**Your task:** Your job is to copy all the entries precisely as they stand.

* * *

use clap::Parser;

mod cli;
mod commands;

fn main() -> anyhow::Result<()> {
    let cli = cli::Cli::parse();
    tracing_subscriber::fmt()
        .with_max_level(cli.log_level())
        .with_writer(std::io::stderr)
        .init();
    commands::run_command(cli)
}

* * *

**Task output:**
use clap::Parser;

mod cli;
mod commands;

fn main() -> anyhow::Result<()> {
    let cli = cli::Cli::parse();
    tracing_subscriber::fmt()
        .with_max_level(cli.log_level())
        .with_writer(std::io::stderr)
        .init();
    commands::run_command(cli)
}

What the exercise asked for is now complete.